Happiness: Feeling pleasure or contentment in and about your life.
Achievement: Making accomplishments that compare favorably against similar goals of others.
Significance: Making a positive impact on people you care about.
Legacy: Establishing your values or accomplishments in ways that help others find future success.

These four categories form the basic structure of what people try to gain through the pursuit and enjoyment of success. Take away any one component, and it no longer feels like “real” success. Just as a steady diet of the same four foods would hardly be satisfying over the long term, the four components of success cannot be satisfied by the presence of a single flavor in each category.

The Kaleidoscope Strategy

We compare an effective success strategy to a kaleidoscope. Although the patterns in a kaleidoscope are inherently unstable, changed by your own movements or by outside forces, the pieces provide ongoing satisfaction as they take their places within new patterns.

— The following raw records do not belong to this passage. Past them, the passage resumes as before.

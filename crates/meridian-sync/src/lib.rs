//! # meridian-sync: Resilience Services for Meridian POS
//!
//! Keeps a terminal selling while the store network or mains power is
//! down, and reconciles it with the authoritative terminal once the link
//! comes back.
//!
//! ## Architecture Overview
//! ```text
//! ┌─────────────────────────────────────────────────────────────────────────┐
//! │                     ResilienceService (supervisor)                      │
//! │                                                                         │
//! │  ┌────────────────┐  ┌────────────────┐  ┌────────────────────────┐    │
//! │  │TerminalRegistry│  │ NetworkMonitor │  │   SyncCoordinator      │    │
//! │  │                │  │                │  │                        │    │
//! │  │ register,      │◄─│ network ► host │◄─│ probe ► drain journal  │    │
//! │  │ heartbeat,     │  │ ► data path    │  │ ► pull ► resolve LWW   │    │
//! │  │ stale sweep    │  │                │  │ ► checkpoint markers   │    │
//! │  └────────────────┘  └────────────────┘  └───────────┬────────────┘    │
//! │                                                      │                 │
//! │                                         ┌────────────▼───────────┐     │
//! │                                         │  TransactionJournal    │     │
//! │                                         │  append-only, ordered  │     │
//! │                                         └────────────────────────┘     │
//! │                                                                         │
//! │  ┌────────────────┐  watch  ┌────────────────────┐  gate              │
//! │  │  PowerMonitor  │────────►│ SafeModeController │──────► sale path   │
//! │  │  upsc/apcaccess│         │ defers hardware I/O│                    │
//! │  └────────────────┘         └────────────────────┘                    │
//! │                                                                         │
//! │  ┌─────────────────────────────────────────────────────────────────┐   │
//! │  │ TransactionCheckpoints: auto-save, recovery after restart       │   │
//! │  └─────────────────────────────────────────────────────────────────┘   │
//! └─────────────────────────────────────────────────────────────────────────┘
//! ```
//!
//! ## Module Organization
//!
//! - [`service`] - `ResilienceService` supervisor and its loops
//! - [`config`] - TOML configuration with environment overrides
//! - [`error`] - Sync error types
//! - [`registry`] - Terminal registration and heartbeats
//! - [`network`] - Staged connectivity probe
//! - [`journal`] - Offline transaction journal
//! - [`coordinator`] - Sync cycle: drain, pull, conflict resolution
//! - [`store`] - Record stores the coordinator syncs against
//! - [`power`] - UPS sources and the power monitor
//! - [`safe_mode`] - Safe mode and deferred hardware jobs
//! - [`checkpoint`] - Transaction checkpoints and recovery
//! - [`notify`] - Operator notification hook
//!
//! ## Usage
//!
//! ```rust,ignore
//! use meridian_db::{Database, DbConfig};
//! use meridian_sync::{ResilienceConfig, ResilienceServiceBuilder};
//!
//! let config = ResilienceConfig::load_or_default(None);
//! let db = Database::new(DbConfig::new(config.database_path())).await?;
//!
//! let handle = ResilienceServiceBuilder::new(config)
//!     .with_database(db)
//!     .build()?
//!     .start()
//!     .await?;
//!
//! handle.gate().admit_new_transaction()?;
//! let status = handle.status().await;
//! println!("Safe mode: {}", status.safe_mode);
//!
//! handle.shutdown().await?;
//! ```

// =============================================================================
// Module Declarations
// =============================================================================

pub mod checkpoint;
pub mod config;
pub mod coordinator;
pub mod error;
pub mod journal;
pub mod network;
pub mod notify;
pub mod power;
pub mod registry;
pub mod safe_mode;
pub mod service;
pub mod store;

#[cfg(test)]
mod testing;

// =============================================================================
// Re-exports
// =============================================================================

pub use checkpoint::TransactionCheckpoints;
pub use config::{PowerSourceKind, ResilienceConfig};
pub use coordinator::{
    CoordinatorSettings, CycleOutcome, CycleStage, CycleState, SyncCoordinator, SyncCycleResult,
};
pub use error::{SyncError, SyncResult};
pub use journal::TransactionJournal;
pub use network::{
    ConnectivityProbe, ConnectivityReport, NetworkMonitor, ProbeStage, TcpConnectivityProbe,
};
pub use notify::{NoOpNotifier, Notification, Notifier, TracingNotifier};
pub use power::{PowerMonitor, PowerPoll, PowerSource, SimulatedSource};
pub use registry::TerminalRegistry;
pub use safe_mode::{
    AdmissionGate, FlushReport, HardwareSink, SafeModeController, SafeModeState, SubmitOutcome,
    TracingSink,
};
pub use service::{ResilienceHandle, ResilienceService, ResilienceServiceBuilder, ResilienceStatus};
pub use store::{RecordStore, SharedPathStore, SqliteRecordStore};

Now imagine a slightly different kind of kaleidoscope, one that is your own vision of a successful life. Your kaleidoscope has four chambers, like a typical one—happiness, achievement, significance, and legacy—and you can add brilliant glass pieces (goals sought and fulfilled) over a lifetime, making your unique pattern increasingly richer. In this metaphor, success is about choice, movement, pattern, and a structure that holds together all the separate activities. And, just like a kaleidoscope, you have to hold this pattern up to the light. By regularly assessing the picture you are creating in all four chambers, you can quickly spot places you feel require more attention and act accordingly.

The kaleidoscope view will show the burned-out venture capitalist that scaling back his achievement goals is part of a larger picture of expansion in other categories, rather than a paralyzing prospect of loss and “doing nothing,” allowing him to cultivate the emotional relationships he craves with his family. That doesn’t mean he should give up all forms of achievement; he simple needs to readjust the level of energy he puts into that category and pursue success in other categories.